Alice thinks about how Carl said that was nothing.
Alice has forgotten that Shayla's family goes to a clothing optional hot springs near where Shayla grew up. She thinks of Shayla's boundless energy and good temper, and refusal to take bullshit from people, and she realizes that Shayla actually does love herself, and that's what Alice loves about Shayla.
The next day, Alice decides to try to write about what has happened with Carl barging into her studio, and she gets pretty far along, but the fear of his judgment if she chooses to share it with the world gives her pause. More than pause. She is terrified.
She hears him upstairs in the kitchen, she doesn't know for how long.
He calls her up for dinner and she sits down to keep him company.
They talk a little bit and she decides it's time to tell him how she's feeling about how he spoke to her. She starts off mentioning that now Campbell has a girlfriend and she's not sure if their art project will move forward at all. Or even if she will get to learn to weld.
"I was really hurt yesterday by how you spoke to me," she offers.
He gets really angry.
This part is all a blur to Alice. That's the thing about having PTSD. It's really hard to stay present during stress. Alice just dissociates. She goes somewhere else in her mind to minimize stress. As she's typing this, she's imagining Merlin the Magician in her favorite Disney movie, The Sword in the Stone, yelling "Blow me to Bermuda!" and disappearing for most of the rest of the movie, which was always a disappointment to Alice. It's kind of like that. It's been a subject of conversation multiple times in her therapy with Siggy - Alice broaching difficult topics with people and then dissociating so she doesn't even remember the exact answer, just that everything is okay. Or not okay, in this case.

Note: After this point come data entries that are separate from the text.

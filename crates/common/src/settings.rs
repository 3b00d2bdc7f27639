use std::collections::BTreeMap;

use config::{Config, Environment, File, FileFormat};
use error_stack::{Report, ResultExt};
use serde::{Deserialize, Serialize};
use serde_json::Value;
use validator::Validate;

use crate::activity::{Activity, ActivityConfiguration};
use crate::error::AuctionHooksError;
use crate::hooks::plan::ExecutionPlan;

pub const ENVIRONMENT_VARIABLE_PREFIX: &str = "AUCTION_HOOKS";
pub const ENVIRONMENT_VARIABLE_SEPARATOR: &str = "__";

const DEFAULT_HOOKS_TIMEOUT_MS: u64 = 1000;

/// Hook engine configuration (`[hooks]`).
#[derive(Debug, Clone, Default, PartialEq, Deserialize, Serialize, Validate)]
pub struct HooksSettings {
    /// Plan applied to every account. JSON string or inline table.
    #[serde(default)]
    pub host_execution_plan: Option<Value>,

    /// Plan used for accounts that do not define their own.
    #[serde(default)]
    pub default_account_execution_plan: Option<Value>,

    /// Host-level module switches; these override account switches.
    #[serde(default)]
    pub host_module_execution: BTreeMap<String, bool>,

    /// When set, a module runs only if enabled explicitly or configured by the account.
    #[serde(default)]
    pub config_to_invoke_required: bool,

    /// Budget used when the caller does not provide one.
    #[serde(default = "default_hooks_timeout_ms")]
    #[validate(range(min = 1, max = 60000))]
    pub default_timeout_ms: u64,

    /// Per-module host configuration (`[hooks.modules.<code>]`).
    #[serde(default)]
    pub modules: BTreeMap<String, Value>,
}

fn default_hooks_timeout_ms() -> u64 {
    DEFAULT_HOOKS_TIMEOUT_MS
}

impl HooksSettings {
    /// Parsed host execution plan, empty when not configured.
    ///
    /// # Errors
    ///
    /// Returns [`AuctionHooksError::InvalidExecutionPlan`] if the plan is malformed.
    pub fn host_plan(&self) -> Result<ExecutionPlan, Report<AuctionHooksError>> {
        parse_plan_value(self.host_execution_plan.as_ref(), "host")
    }

    /// Parsed default account execution plan, empty when not configured.
    ///
    /// # Errors
    ///
    /// Returns [`AuctionHooksError::InvalidExecutionPlan`] if the plan is malformed.
    pub fn default_account_plan(&self) -> Result<ExecutionPlan, Report<AuctionHooksError>> {
        parse_plan_value(self.default_account_execution_plan.as_ref(), "default account")
    }
}

fn parse_plan_value(
    value: Option<&Value>,
    name: &str,
) -> Result<ExecutionPlan, Report<AuctionHooksError>> {
    let plan = match value {
        None => ExecutionPlan::default(),
        Some(Value::String(json)) if json.trim().is_empty() => ExecutionPlan::default(),
        Some(Value::String(json)) => ExecutionPlan::parse(json)?,
        Some(other) => ExecutionPlan::from_value(other.clone())?,
    };
    log::debug!("Loaded {name} execution plan");
    Ok(plan)
}

#[derive(Debug, Clone, Default, PartialEq, Deserialize, Serialize, Validate)]
pub struct Settings {
    #[serde(default)]
    #[validate(nested)]
    pub hooks: HooksSettings,

    /// Host activity rules keyed by activity name (`[activities.sync_user]`).
    #[serde(default)]
    pub activities: BTreeMap<String, ActivityConfiguration>,
}

impl Settings {
    /// Loads settings from a TOML string, applying `AUCTION_HOOKS__*`
    /// environment overrides.
    ///
    /// # Errors
    ///
    /// Returns [`AuctionHooksError::Settings`] if the TOML is invalid or does
    /// not deserialize.
    pub fn from_toml(toml_str: &str) -> Result<Self, Report<AuctionHooksError>> {
        let environment = Environment::default()
            .prefix(ENVIRONMENT_VARIABLE_PREFIX)
            .separator(ENVIRONMENT_VARIABLE_SEPARATOR);

        let toml = File::from_str(toml_str, FileFormat::Toml);
        let config = Config::builder()
            .add_source(toml)
            .add_source(environment)
            .build()
            .change_context(AuctionHooksError::Settings {
                message: "Failed to build configuration".to_string(),
            })?;

        config
            .try_deserialize()
            .change_context(AuctionHooksError::Settings {
                message: "Failed to deserialize configuration".to_string(),
            })
    }

    /// Loads and validates settings.
    ///
    /// # Errors
    ///
    /// Returns an error if loading fails or a field is out of range.
    pub fn from_toml_validated(toml_str: &str) -> Result<Self, Report<AuctionHooksError>> {
        let settings = Self::from_toml(toml_str)?;
        settings
            .validate()
            .change_context(AuctionHooksError::Configuration {
                message: "Settings validation failed".to_string(),
            })?;
        Ok(settings)
    }

    /// Activity configuration keyed by parsed [`Activity`].
    ///
    /// # Errors
    ///
    /// Returns [`AuctionHooksError::Activity`] for an unknown activity name.
    pub fn activity_configs(
        &self,
    ) -> Result<BTreeMap<Activity, ActivityConfiguration>, Report<AuctionHooksError>> {
        self.activities
            .iter()
            .map(|(name, config)| {
                let activity = name.parse::<Activity>().map_err(|message| {
                    Report::new(AuctionHooksError::Activity { message })
                })?;
                Ok((activity, config.clone()))
            })
            .collect()
    }

    /// Serialise the effective settings (after environment overrides) to TOML.
    ///
    /// # Errors
    ///
    /// Returns [`AuctionHooksError::Settings`] if a value cannot be represented in TOML.
    pub fn to_canonical_toml(&self) -> Result<String, Report<AuctionHooksError>> {
        toml::to_string(self).change_context(AuctionHooksError::Settings {
            message: "Failed to serialize settings".to_string(),
        })
    }
}

#[cfg(test)]
mod tests {
    use super::*;
    use crate::hooks::Stage;
    use crate::test_support::tests::{crate_test_settings_str, create_test_settings};

    #[test]
    fn test_settings_from_valid_toml() {
        let settings = create_test_settings();

        assert_eq!(settings.hooks.default_timeout_ms, 300);
        assert!(settings.hooks.config_to_invoke_required);
        assert_eq!(
            settings.hooks.host_module_execution.get("pb-rule-engine"),
            Some(&true)
        );

        let plan = settings.hooks.host_plan().expect("host plan should parse");
        let groups = plan.groups("/openrtb2/auction", Stage::ProcessedAuctionRequest);
        assert_eq!(groups.len(), 1);
        assert_eq!(groups[0].hook_sequence[0].module_code, "pb-rule-engine");

        let activities = settings.activity_configs().expect("activities should parse");
        assert!(activities.contains_key(&Activity::SyncUser));
    }

    #[test]
    fn test_settings_empty_toml_uses_defaults() {
        let settings = Settings::from_toml("").expect("empty settings are valid");
        assert_eq!(settings.hooks.default_timeout_ms, DEFAULT_HOOKS_TIMEOUT_MS);
        assert!(settings.hooks.host_plan().expect("empty plan").endpoints.is_empty());
        assert!(settings.activities.is_empty());
    }

    #[test]
    fn test_settings_invalid_toml_syntax() {
        let toml_str = r#"
            [hooks
            default_timeout_ms = 10
            "#;

        let settings = Settings::from_toml(toml_str);
        assert!(settings.is_err(), "Should fail with invalid TOML syntax");
    }

    #[test]
    fn test_settings_validation_rejects_zero_timeout() {
        let toml_str = r#"
            [hooks]
            default_timeout_ms = 0
            "#;

        assert!(Settings::from_toml(toml_str).is_ok());
        assert!(
            Settings::from_toml_validated(toml_str).is_err(),
            "Zero timeout should fail validation"
        );
    }

    #[test]
    fn test_unknown_activity_name_is_rejected() {
        let toml_str = r#"
            [activities.teleport]
            default = false
            "#;

        let settings = Settings::from_toml(toml_str).expect("should load");
        assert!(settings.activity_configs().is_err());
    }

    #[test]
    fn test_override_env() {
        let toml_str = crate_test_settings_str();

        temp_env::with_var(
            "AUCTION_HOOKS__HOOKS__HOST_MODULE_EXECUTION__AUDIT_MODULE",
            Some("false"),
            || {
                let settings = Settings::from_toml(&toml_str);

                assert!(settings.is_ok(), "Settings should load with env override");
                let settings = settings.expect("checked above");
                assert_eq!(
                    settings.hooks.host_module_execution.get("audit_module"),
                    Some(&false)
                );
                assert_eq!(
                    settings.hooks.host_module_execution.get("pb-rule-engine"),
                    Some(&true)
                );
            },
        );
    }

    #[test]
    fn test_canonical_toml_round_trips() {
        let settings = create_test_settings();
        let canonical = settings.to_canonical_toml().expect("should serialize");
        let reloaded = Settings::from_toml(&canonical).expect("should reload");
        assert_eq!(reloaded.hooks.default_timeout_ms, settings.hooks.default_timeout_ms);
    }
}
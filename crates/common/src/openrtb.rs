//! Minimal OpenRTB 2.x model flowing through the hook stages.
//!
//! Only the fields the hook engine, the activity infrastructure and the rule
//! engine look at are typed; everything else is preserved in `extra` so a hook
//! that replaces the request never drops data it did not touch. Maps are
//! ordered so serialisation is stable across runs.

use std::collections::BTreeMap;

use serde::{Deserialize, Serialize};
use serde_json::Value;

/// Bid request as received from the publisher and passed to bidders.
#[derive(Debug, Clone, PartialEq, Serialize, Deserialize, Default)]
pub struct BidRequest {
    /// Unique ID of the bid request, provided by the exchange.
    pub id: String,
    #[serde(default)]
    pub imp: Vec<Imp>,
    #[serde(skip_serializing_if = "Option::is_none")]
    pub site: Option<Site>,
    #[serde(skip_serializing_if = "Option::is_none")]
    pub app: Option<App>,
    #[serde(skip_serializing_if = "Option::is_none")]
    pub device: Option<Device>,
    #[serde(skip_serializing_if = "Option::is_none")]
    pub user: Option<User>,
    #[serde(skip_serializing_if = "Option::is_none")]
    pub regs: Option<Regs>,
    #[serde(skip_serializing_if = "Option::is_none")]
    pub tmax: Option<u64>,
    #[serde(skip_serializing_if = "Option::is_none")]
    pub ext: Option<Value>,
    #[serde(default, flatten)]
    pub extra: BTreeMap<String, Value>,
}

impl BidRequest {
    /// Country of the device geo, if supplied.
    #[must_use]
    pub fn device_country(&self) -> Option<&str> {
        self.device
            .as_ref()
            .and_then(|device| device.geo.as_ref())
            .and_then(|geo| geo.country.as_deref())
    }

    /// Global Privacy Control signal from `regs.ext.gpc`.
    #[must_use]
    pub fn gpc(&self) -> Option<&str> {
        self.regs
            .as_ref()
            .and_then(|regs| regs.ext.as_ref())
            .and_then(|ext| ext.gpc.as_deref())
    }

    /// Find an impression by id.
    #[must_use]
    pub fn imp_by_id(&self, imp_id: &str) -> Option<&Imp> {
        self.imp.iter().find(|imp| imp.id == imp_id)
    }
}

#[derive(Debug, Clone, PartialEq, Serialize, Deserialize, Default)]
pub struct Imp {
    pub id: String,
    #[serde(skip_serializing_if = "Option::is_none")]
    pub tagid: Option<String>,
    #[serde(skip_serializing_if = "Option::is_none")]
    pub banner: Option<Value>,
    #[serde(skip_serializing_if = "Option::is_none")]
    pub video: Option<Value>,
    #[serde(skip_serializing_if = "Option::is_none")]
    pub native: Option<Value>,
    #[serde(skip_serializing_if = "Option::is_none")]
    pub audio: Option<Value>,
    #[serde(skip_serializing_if = "Option::is_none")]
    pub ext: Option<ImpExt>,
    #[serde(default, flatten)]
    pub extra: BTreeMap<String, Value>,
}

impl Imp {
    /// Bidders configured for this impression under `ext.prebid.bidder`.
    #[must_use]
    pub fn bidders(&self) -> Vec<&str> {
        self.ext
            .as_ref()
            .and_then(|ext| ext.prebid.as_ref())
            .map(|prebid| prebid.bidder.keys().map(String::as_str).collect())
            .unwrap_or_default()
    }

    /// Mutable access to the bidder map, if present.
    pub fn bidders_mut(&mut self) -> Option<&mut BTreeMap<String, Value>> {
        self.ext
            .as_mut()
            .and_then(|ext| ext.prebid.as_mut())
            .map(|prebid| &mut prebid.bidder)
    }

    /// Media types present on the impression (`banner`, `video`, `native`, `audio`).
    #[must_use]
    pub fn media_types(&self) -> Vec<&'static str> {
        let mut types = Vec::with_capacity(4);
        if self.banner.is_some() {
            types.push("banner");
        }
        if self.video.is_some() {
            types.push("video");
        }
        if self.native.is_some() {
            types.push("native");
        }
        if self.audio.is_some() {
            types.push("audio");
        }
        types
    }
}

#[derive(Debug, Clone, PartialEq, Serialize, Deserialize, Default)]
pub struct ImpExt {
    #[serde(skip_serializing_if = "Option::is_none")]
    pub prebid: Option<PrebidImpExt>,
    #[serde(default, flatten)]
    pub extra: BTreeMap<String, Value>,
}

#[derive(Debug, Clone, PartialEq, Serialize, Deserialize, Default)]
pub struct PrebidImpExt {
    #[serde(default, skip_serializing_if = "BTreeMap::is_empty")]
    pub bidder: BTreeMap<String, Value>,
    #[serde(default, flatten)]
    pub extra: BTreeMap<String, Value>,
}

#[derive(Debug, Clone, PartialEq, Serialize, Deserialize, Default)]
pub struct Site {
    #[serde(skip_serializing_if = "Option::is_none")]
    pub domain: Option<String>,
    #[serde(skip_serializing_if = "Option::is_none")]
    pub page: Option<String>,
    #[serde(default, flatten)]
    pub extra: BTreeMap<String, Value>,
}

#[derive(Debug, Clone, PartialEq, Serialize, Deserialize, Default)]
pub struct App {
    #[serde(skip_serializing_if = "Option::is_none")]
    pub bundle: Option<String>,
    #[serde(skip_serializing_if = "Option::is_none")]
    pub domain: Option<String>,
    #[serde(default, flatten)]
    pub extra: BTreeMap<String, Value>,
}

#[derive(Debug, Clone, PartialEq, Serialize, Deserialize, Default)]
pub struct User {
    #[serde(skip_serializing_if = "Option::is_none")]
    pub id: Option<String>,
    #[serde(skip_serializing_if = "Option::is_none")]
    pub ext: Option<Value>,
    #[serde(default, flatten)]
    pub extra: BTreeMap<String, Value>,
}

#[derive(Debug, Clone, PartialEq, Serialize, Deserialize, Default)]
pub struct Regs {
    #[serde(skip_serializing_if = "Option::is_none")]
    pub ext: Option<RegsExt>,
    #[serde(default, flatten)]
    pub extra: BTreeMap<String, Value>,
}

#[derive(Debug, Clone, PartialEq, Serialize, Deserialize, Default)]
pub struct RegsExt {
    #[serde(skip_serializing_if = "Option::is_none")]
    pub us_privacy: Option<String>,
    #[serde(skip_serializing_if = "Option::is_none")]
    pub gpc: Option<String>,
    #[serde(default, flatten)]
    pub extra: BTreeMap<String, Value>,
}

#[derive(Debug, Clone, PartialEq, Serialize, Deserialize, Default)]
pub struct Device {
    #[serde(skip_serializing_if = "Option::is_none")]
    pub ua: Option<String>,
    #[serde(skip_serializing_if = "Option::is_none")]
    pub ip: Option<String>,
    #[serde(skip_serializing_if = "Option::is_none")]
    pub geo: Option<Geo>,
    #[serde(default, flatten)]
    pub extra: BTreeMap<String, Value>,
}

#[derive(Debug, Clone, PartialEq, Serialize, Deserialize, Default)]
pub struct Geo {
    #[serde(rename = "type", skip_serializing_if = "Option::is_none")]
    pub geo_type: Option<u8>,
    #[serde(skip_serializing_if = "Option::is_none")]
    pub country: Option<String>,
    #[serde(skip_serializing_if = "Option::is_none")]
    pub city: Option<String>,
    #[serde(skip_serializing_if = "Option::is_none")]
    pub region: Option<String>,
    #[serde(default, flatten)]
    pub extra: BTreeMap<String, Value>,
}

/// Minimal subset of an OpenRTB 2.x bid response.
#[derive(Debug, Clone, PartialEq, Serialize, Deserialize, Default)]
pub struct BidResponse {
    pub id: String,
    #[serde(default, skip_serializing_if = "Vec::is_empty")]
    pub seatbid: Vec<SeatBid>,
    #[serde(skip_serializing_if = "Option::is_none")]
    pub cur: Option<String>,
    #[serde(skip_serializing_if = "Option::is_none")]
    pub ext: Option<Value>,
    #[serde(default, flatten)]
    pub extra: BTreeMap<String, Value>,
}

#[derive(Debug, Clone, PartialEq, Serialize, Deserialize, Default)]
pub struct SeatBid {
    #[serde(skip_serializing_if = "Option::is_none")]
    pub seat: Option<String>,
    #[serde(default)]
    pub bid: Vec<Bid>,
    #[serde(default, flatten)]
    pub extra: BTreeMap<String, Value>,
}

#[derive(Debug, Clone, PartialEq, Serialize, Deserialize, Default)]
pub struct Bid {
    pub id: String,
    pub impid: String,
    pub price: f64,
    #[serde(skip_serializing_if = "Option::is_none")]
    pub adm: Option<String>,
    #[serde(skip_serializing_if = "Option::is_none")]
    pub crid: Option<String>,
    #[serde(default, skip_serializing_if = "Vec::is_empty")]
    pub adomain: Vec<String>,
    #[serde(default, flatten)]
    pub extra: BTreeMap<String, Value>,
}

/// A bid returned by one bidder adapter, before it is merged into the response.
#[derive(Debug, Clone, PartialEq, Serialize, Deserialize)]
pub struct BidderBid {
    pub bid: Bid,
    /// Media type the adapter reported (`banner`, `video`, ...).
    pub bid_type: String,
    #[serde(skip_serializing_if = "Option::is_none")]
    pub bid_currency: Option<String>,
}

/// Everything one bidder returned for the auction.
#[derive(Debug, Clone, PartialEq, Serialize, Deserialize)]
pub struct BidderResponse {
    pub bidder: String,
    pub bids: Vec<BidderBid>,
    pub response_time_ms: u64,
}

/// Reason a bidder produced no bid for an impression.
///
/// Codes follow the Prebid seat-non-bid convention: `1xx` errors, `2xx` request
/// blocked before the bidder was called, `3xx` response rejected.
#[derive(Debug, Clone, Copy, PartialEq, Eq, Hash, PartialOrd, Ord, Serialize, Deserialize)]
#[serde(try_from = "u16", into = "u16")]
pub enum BidRejectionReason {
    NoBid,
    ErrorGeneral,
    ErrorTimedOut,
    ErrorInvalidBidResponse,
    ErrorBidderUnreachable,
    RequestBlockedGeneral,
    RequestBlockedUnsupportedChannel,
    RequestBlockedUnsupportedMediaType,
    RequestBlockedOptimized,
    RequestBlockedPrivacy,
    RequestBlockedUnacceptableCurrency,
    ResponseRejectedGeneral,
    ResponseRejectedBelowFloor,
}

impl BidRejectionReason {
    /// Numeric code reported in `ext.seatnonbid`.
    #[must_use]
    pub fn code(self) -> u16 {
        match self {
            Self::NoBid => 0,
            Self::ErrorGeneral => 100,
            Self::ErrorTimedOut => 101,
            Self::ErrorInvalidBidResponse => 102,
            Self::ErrorBidderUnreachable => 103,
            Self::RequestBlockedGeneral => 200,
            Self::RequestBlockedUnsupportedChannel => 201,
            Self::RequestBlockedUnsupportedMediaType => 202,
            Self::RequestBlockedOptimized => 203,
            Self::RequestBlockedPrivacy => 204,
            Self::RequestBlockedUnacceptableCurrency => 205,
            Self::ResponseRejectedGeneral => 300,
            Self::ResponseRejectedBelowFloor => 301,
        }
    }
}

impl TryFrom<u16> for BidRejectionReason {
    type Error = String;

    fn try_from(code: u16) -> Result<Self, Self::Error> {
        let reason = match code {
            0 => Self::NoBid,
            100 => Self::ErrorGeneral,
            101 => Self::ErrorTimedOut,
            102 => Self::ErrorInvalidBidResponse,
            103 => Self::ErrorBidderUnreachable,
            200 => Self::RequestBlockedGeneral,
            201 => Self::RequestBlockedUnsupportedChannel,
            202 => Self::RequestBlockedUnsupportedMediaType,
            203 => Self::RequestBlockedOptimized,
            204 => Self::RequestBlockedPrivacy,
            205 => Self::RequestBlockedUnacceptableCurrency,
            300 => Self::ResponseRejectedGeneral,
            301 => Self::ResponseRejectedBelowFloor,
            other => return Err(format!("Unknown bid rejection reason code: {other}")),
        };
        Ok(reason)
    }
}

impl From<BidRejectionReason> for u16 {
    fn from(reason: BidRejectionReason) -> Self {
        reason.code()
    }
}

/// One impression a seat did not bid on.
#[derive(Debug, Clone, PartialEq, Eq, Serialize, Deserialize)]
pub struct NonBid {
    #[serde(rename = "impid")]
    pub imp_id: String,
    #[serde(rename = "statuscode")]
    pub status_code: BidRejectionReason,
}

impl NonBid {
    #[must_use]
    pub fn new(imp_id: impl Into<String>, status_code: BidRejectionReason) -> Self {
        Self {
            imp_id: imp_id.into(),
            status_code,
        }
    }
}

/// Non-bid records for one seat.
#[derive(Debug, Clone, PartialEq, Eq, Serialize, Deserialize)]
pub struct SeatNonBid {
    pub seat: String,
    #[serde(rename = "nonbid")]
    pub non_bid: Vec<NonBid>,
}

impl SeatNonBid {
    #[must_use]
    pub fn new(seat: impl Into<String>, non_bid: Vec<NonBid>) -> Self {
        Self {
            seat: seat.into(),
            non_bid,
        }
    }
}

#[cfg(test)]
mod tests {
    use super::*;
    use serde_json::json;

    #[test]
    fn test_bid_request_preserves_unknown_fields() {
        let raw = json!({
            "id": "req-1",
            "imp": [{
                "id": "imp-1",
                "banner": {"w": 300, "h": 250},
                "ext": {"prebid": {"bidder": {"bidderA": {"placement": 1}}}, "gpid": "/1/home"}
            }],
            "source": {"tid": "abc"},
            "regs": {"ext": {"gpc": "1"}},
            "device": {"geo": {"country": "USA", "region": "CA"}}
        });

        let request: BidRequest = serde_json::from_value(raw.clone()).expect("should parse");
        assert_eq!(request.imp[0].bidders(), vec!["bidderA"]);
        assert_eq!(request.imp[0].media_types(), vec!["banner"]);
        assert_eq!(request.gpc(), Some("1"));
        assert_eq!(request.device_country(), Some("USA"));

        let back = serde_json::to_value(&request).expect("should serialize");
        assert_eq!(back["source"], json!({"tid": "abc"}));
        assert_eq!(back["imp"][0]["ext"]["gpid"], json!("/1/home"));
    }

    #[test]
    fn test_bid_rejection_reason_codes() {
        assert_eq!(BidRejectionReason::RequestBlockedGeneral.code(), 200);
        assert_eq!(
            BidRejectionReason::try_from(203),
            Ok(BidRejectionReason::RequestBlockedOptimized)
        );
        assert!(BidRejectionReason::try_from(999).is_err());

        let non_bid = NonBid {
            imp_id: "imp-1".into(),
            status_code: BidRejectionReason::RequestBlockedPrivacy,
        };
        assert_eq!(
            serde_json::to_value(&non_bid).expect("should serialize"),
            json!({"impid": "imp-1", "statuscode": 204})
        );
    }
}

All Alice remembers is that she decided to go meditate and have her dinner alone in her studio, leaving the family upstairs. She remembers Nolan rubbing his head, making the noise that Tina makes on Bob's Burgers. "Uuuuuhhhhhh..." a long vocal fry oozing from his throat. Sally being quiet. Probably biting her nails.
She hears them finish dinner upstairs - she can hear everything in the kitchen from her studio, and it's often unsettling - the feeling of guilt as her family does what she should be doing while she is writing, making art, or just doing whatever she needs to do to feel okay with herself, alone. When the footsteps stop, she works her way up the stairs with her dirty plate.
She looks around for Carl and he is gone. He has taken the car somewhere. Neither of the kids know where he is.
"Hey. I went down and tried to meditate. But Maggie called and woke me up. They want to come to the concert with us and invited us to dinner with them before. Do you want to go? I didn't realize you had taken off. I should have tried to meditate earlier," she texted him. Maggie had invited Alice and Carl to a mural dedication and dinner downtown, and Alice mentions they are going to a Strange Parade concert. The Strange Parade is a Doors cover band. Maggie thought Guido might enjoy that.
"That wasn't cool at all," Carl responded.
"I was trying to tell you that I was hurting. I feel I am a huge burden on everyone, now. I always feel like that what I want is a shame to you somehow," she replies. She goes further down the hole of self-deprecation to let him know how lousy she is feeling. She mentions that it would be better if she was dead, because then she wouldn't be such a pain in his behind. She won't be such an embarrassment anymore.
"I'm not going to engage you on that stuff now," he says.
She re-reads what she wrote, and wonders again if she has borderline personality disorder. Siggy, Alice's sister, and several other people have told her repeatedly that she does not have borderline personality disorder, but Alice is not sure. But she really does just want it to be over. She hates this feeling of angering him when all she wants is to be treated with a little respect. If respect is that elusive, she thinks, I don't really want to have to live anymore. It hurts too much. Surely hell is better than this.
"Well, that is how I feel when you treat me like a child," she says.
"I didn't treat you like a child, I made dinner," he says.
"I am talking about yesterday," she replies. "I tried to tell you how I felt and you blew up at me."
"Per usual you were going to do something without me," he says.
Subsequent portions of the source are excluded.